BACKGROUND: Elevated blood pressure (BP) and excess body weight (BW) are common in type 2 diabetes (T2D). Weight loss (WL) is associated with a reduction in BP. Glucagon-like peptide-1 (GLP-1) receptor agonist class effects include reduction of blood glucose, BW and BP. Semaglutide, a GLP-1 analogue for the treatment of T2D, significantly reduced HbA1c, BW and systolic BP (SBP) vs comparators across the phase 3a SUSTAIN clinical trial programme.

PURPOSE: To investigate the contribution of WL to the reduction in SBP associated with semaglutide treatment across SUSTAIN 1–5.

METHODS: SUSTAIN 1–5 included subjects with inadequately controlled T2D, randomised to once-weekly, subcutaneous semaglutide 0.5 or 1.0 mg (1.0 mg in SUSTAIN 3), or comparator for 30 or 56 weeks. Comparators were placebo (SUSTAIN 1 and 5), sitagliptin (SUSTAIN 2), exenatide extended release (SUSTAIN 3) and insulin glargine (SUSTAIN 4). Mediation analyses were performed post hoc to quantify the relative contribution of WL (mediator) to the treatment effect of semaglutide on SBP; WL was considered an indirect effect (WL-mediated), the effect not mediated by WL was considered a direct effect of semaglutide on SBP (WL-independent). Reduction in SBP was also evaluated across weight-change categories. Analyses were conducted on individual trials, due to differences in populations, comparators and background therapy.

RESULTS: Across the SUSTAIN 1–5 trials (n=3,918), mean changes in SBP (baseline 128.8–134.8 mmHg) ranged from −2.6 to −5.1 mmHg and −2.7 to −7.3 mmHg, with semaglutide 0.5 and 1.0 mg, respectively, vs −1.0 to −2.3 mmHg with comparators (p<0.02 vs comparator for all trials except SUSTAIN 1 [both doses] and SUSTAIN 5 [lower dose]).
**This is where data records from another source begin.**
/// Validate one section from explicit candidates with the default placeholder list
pub async fn validate_section<P: PageHandle + ?Sized>(
    page: &P,
    section_name: &str,
    candidates: &[Selector],
    min_length: usize,
) -> ProbeResult<SectionValidationResult> {
    let spec = SectionSpec::new(section_name, candidates.to_vec());
    let policy = ValidationPolicy::default().with_section_min_length(min_length);
    validate_section_spec(page, &spec, &policy).await
}

/// Validate one section.
///
/// The first candidate resolving to a visible element wins. A heading or an
/// empty element is judged by its container's text, anything else by its own.
pub async fn validate_section_spec<P: PageHandle + ?Sized>(
    page: &P,
    spec: &SectionSpec,
    policy: &ValidationPolicy,
) -> ProbeResult<SectionValidationResult> {
    let pattern = spec
        .pattern
        .as_deref()
        .map(Regex::new)
        .transpose()
        .map_err(|e| {
            ProbeError::invalid_config(format!("{} pattern is not a valid regex: {e}", spec.name))
        })?;

    let chain = spec.chain();
    let Some(resolved) = chain.first_visible(page).await? else {
        return Ok(SectionValidationResult::missing(
            &spec.name,
            format!("no visible element for {}", chain.describe()),
        ));
    };

    let content = resolved.element.content_text().to_string();
    let character_count = char_count(&content);
    let error = check_content(&spec.name, &content, policy, pattern.as_ref()).err();
    match &error {
        None => tracing::debug!(section = %spec.name, character_count, "section valid"),
        Some(e) => tracing::warn!(section = %spec.name, error = %e, "section invalid"),
    }
    Ok(SectionValidationResult {
        section_name: spec.name.clone(),
        valid: error.is_none(),
        content: Some(content),
        character_count,
        error,
        matched_selector: Some(resolved.selector.to_string()),
        skipped: false,
    })
}

/// Validate every section in `specs`. Optional sections that are absent are
/// reported as skipped and do not affect validity.
pub async fn validate_all_sections<P: PageHandle + ?Sized>(
    page: &P,
    specs: &[SectionSpec],
    policy: &ValidationPolicy,
) -> ProbeResult<AllSectionsResult> {
    let mut sections = Vec::with_capacity(specs.len());
    let mut errors = Vec::new();
    for spec in specs {
        let mut result = validate_section_spec(page, spec, policy).await?;
        if !spec.required && result.matched_selector.is_none() {
            tracing::info!(section = %spec.name, "optional section absent, skipping");
            result.valid = true;
            result.error = None;
            result.skipped = true;
        }
        if let Some(error) = &result.error {
            errors.push(error.clone());
        }
        sections.push(result);
    }
    Ok(AllSectionsResult {
        valid: errors.is_empty(),
        sections,
        errors,
    })
}

#[cfg(test)]
#[allow(clippy::unwrap_used, clippy::expect_used)]
mod tests {
    use super::*;
    use crate::mock::{MockElement, MockPage};
    use crate::viewport::Viewport;

    const LONG: &str =
        "Taking the new role gives you broader scope while keeping your current location.";

    fn page_with(elements: Vec<MockElement>) -> MockPage {
        elements
            .into_iter()
            .fold(MockPage::new(Viewport::default()), MockPage::with_element)
    }

    async fn rendered_coach() -> MockPage {
        let page = MockPage::decision_coach(Viewport::default());
        page.fill(&Selector::css("textarea"), "Should I change jobs?")
            .await
            .unwrap();
        page.click(&Selector::css("button[type=\"submit\"]"))
            .await
            .unwrap();
        page
    }

    mod check {
        use super::*;
        use proptest::prelude::*;

        #[test]
        fn test_placeholder_case_insensitive() {
            let text = format!("{LONG} loading...");
            let err = check_content("Summary", &text, &ValidationPolicy::default(), None)
                .unwrap_err();
            assert!(err.contains("Loading..."));
        }

        #[test]
        fn test_required_pattern() {
            let re = Regex::new(r"(?i)\brecommend").unwrap();
            let err =
                check_content("Recommendation", LONG, &ValidationPolicy::default(), Some(&re))
                    .unwrap_err();
            assert!(err.contains("required pattern"));
        }

        #[test]
        fn test_multibyte_counts_chars() {
            let text = "é".repeat(50);
            assert!(check_content("Summary", &text, &ValidationPolicy::default(), None).is_ok());
        }

        proptest! {
            #[test]
            fn prop_short_content_always_fails(text in "[a-z ]{0,49}") {
                let policy = ValidationPolicy::default();
                prop_assert!(check_content("S", &text, &policy, None).is_err());
            }

            #[test]
            fn prop_long_clean_content_passes(text in "[a-z]{50,200}") {
                prop_assert!(check_content("S", &text, &ValidationPolicy::default(), None).is_ok());
            }
        }
    }

    mod section {
        use super::*;

        #[tokio::test]
        async fn test_first_visible_candidate_wins() {
            let page = page_with(vec![
                MockElement::new("#summary").with_text("short").hidden(),
                MockElement::new(".summary-section").with_text(LONG),
            ]);
            let result = validate_section(
                &page,
                "Summary",
                &[Selector::css("#summary"), Selector::css(".summary-section")],
                50,
            )
            .await
            .unwrap();
            assert!(result.valid, "{:?}", result.error);
            assert_eq!(result.matched_selector.as_deref(), Some("css=.summary-section"));
            assert_eq!(result.character_count, LONG.chars().count());
        }

        #[tokio::test]
        async fn test_heading_uses_container_text() {
            let page = page_with(vec![MockElement::new("h2")
                .with_text("Options")
                .with_context(format!("Options\n{LONG}"))]);
            let result = validate_section(
                &page,
                "Options",
                &[Selector::css_with_text("h2", "Options")],
                50,
            )
            .await
            .unwrap();
            assert!(result.valid);
            assert!(result.content.unwrap().contains("broader scope"));
        }

        #[tokio::test]
        async fn test_short_container_not_rescued_by_page_text() {
            let page = page_with(vec![MockElement::new("[data-testid=\"summary-section\"]")
                .with_text("Summary\nTBD")
                .with_context(format!("{LONG} {LONG}"))]);
            let result = validate_section(
                &page,
                "Summary",
                &[Selector::test_id("summary-section")],
                50,
            )
            .await
            .unwrap();
            assert!(!result.valid);
            assert_eq!(result.character_count, 11);
            assert_eq!(result.content.as_deref(), Some("Summary\nTBD"));
        }

        #[tokio::test]
        async fn test_no_candidate_visible() {
            let page = page_with(vec![]);
            let result = validate_section(&page, "Summary", &[Selector::css("#summary")], 50)
                .await
                .unwrap();
            assert!(!result.valid);
            assert!(result.content.is_none());
            assert!(result.error.unwrap().contains("css=#summary"));
        }

        #[tokio::test]
        async fn test_too_short() {
            let page = page_with(vec![MockElement::new("#summary").with_text("Too brief.")]);
            let result = validate_section(&page, "Summary", &[Selector::css("#summary")], 50)
                .await
                .unwrap();
            assert!(!result.valid);
            assert_eq!(result.character_count, 10);
            assert!(result.error.unwrap().contains("10 < 50"));
        }

        #[tokio::test]
        async fn test_placeholder_rejected() {
            let page = page_with(vec![MockElement::new("#summary")
                .with_text(format!("{LONG} No answer available"))]);
            let result = validate_section(&page, "Summary", &[Selector::css("#summary")], 50)
                .await
                .unwrap();
            assert!(!result.valid);
        }

        #[tokio::test]
        async fn test_invalid_pattern_is_config_error() {
            let page = page_with(vec![MockElement::new("#summary").with_text(LONG)]);
            let spec = SectionSpec::new("Summary", vec![Selector::css("#summary")])
                .with_pattern("(unclosed");
            let err = validate_section_spec(&page, &spec, &ValidationPolicy::default())
                .await
                .unwrap_err();
            assert!(matches!(err, ProbeError::InvalidConfig { .. }));
        }

        #[tokio::test]
        async fn test_page_failure_is_err() {
            let page = page_with(vec![]);
            page.fail_next_queries(1);
            assert!(validate_section(&page, "Summary", &[Selector::css("#s")], 50)
                .await
                .is_err());
        }
    }

    mod all_sections {
        use super::*;

        #[tokio::test]
        async fn test_rendered_response_valid_without_next_steps() {
            let page = rendered_coach().await;
            let result =
                validate_all_sections(&page, &default_sections(), &ValidationPolicy::default())
                    .await
                    .unwrap();
            assert!(result.valid, "{:?}", result.errors);
            assert_eq!(result.sections.len(), 5);
            assert!(result.sections[4].skipped);
            assert!(result.first_failure().is_none());
        }

        #[tokio::test]
        async fn test_unrendered_response_fails_required() {
            let page = MockPage::decision_coach(Viewport::default());
            let result =
                validate_all_sections(&page, &default_sections(), &ValidationPolicy::default())
                    .await
                    .unwrap();
            assert!(!result.valid);
            assert_eq!(result.errors.len(), 4);
            assert_eq!(result.first_failure().unwrap().section_name, "Summary");
        }

        #[tokio::test]
        async fn test_present_optional_section_is_validated() {
            let page = rendered_coach().await.with_element(
                MockElement::new("[data-testid=\"next-steps-section\"]").with_text("Soon"),
            );
            let result =
                validate_all_sections(&page, &default_sections(), &ValidationPolicy::default())
                    .await
                    .unwrap();
            assert!(!result.valid);
            assert_eq!(result.first_failure().unwrap().section_name, "Next Steps");
        }
    }
}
Mean changes in BW (baseline 89.5–95.8 kg) ranged from −3.5 to −4.3 kg and −4.5 to −6.4 kg with semaglutide 0.5 and 1.0 mg, respectively, vs −1.9 to +1.2 kg with comparators (p<0.0001 vs comparator for all trials). WL-mediated and WL-independent effects of semaglutide on SBP reduction for each trial are shown in the Figure. There were greater reductions in SBP with semaglutide (vs comparators) across all weight-change categories evaluated. In the >4.0 kg WL category, mean change in SBP was −3.0 to −6.8 and −4.4 to −9.3 mmHg with semaglutide 0.5 and 1.0 mg, respectively, vs −4.0 to +1.1 mmHg with comparators. In the 0–4.0 kg WL category, mean change in SBP was −2.0 to −4.8 mmHg and −0.7 to −5.2 mmHg with semaglutide 0.5 and 1.0 mg, respectively, vs -2.1 to -4.2 mmHg with comparators. For subjects with no WL/BW gain, mean change in SBP was −1.5 to +1.5 mmHg and −5.4 to +1.0 mmHg with semaglutide 0.5 and 1.0 mg, respectively, vs −1.0 to +1.1 mmHg with comparators.

CONCLUSIONS: With semaglutide, greater WL was generally associated with greater reductions in SBP. However, the SBP reduction observed with semaglutide was driven by both WL-mediated and WL-independent mechanisms.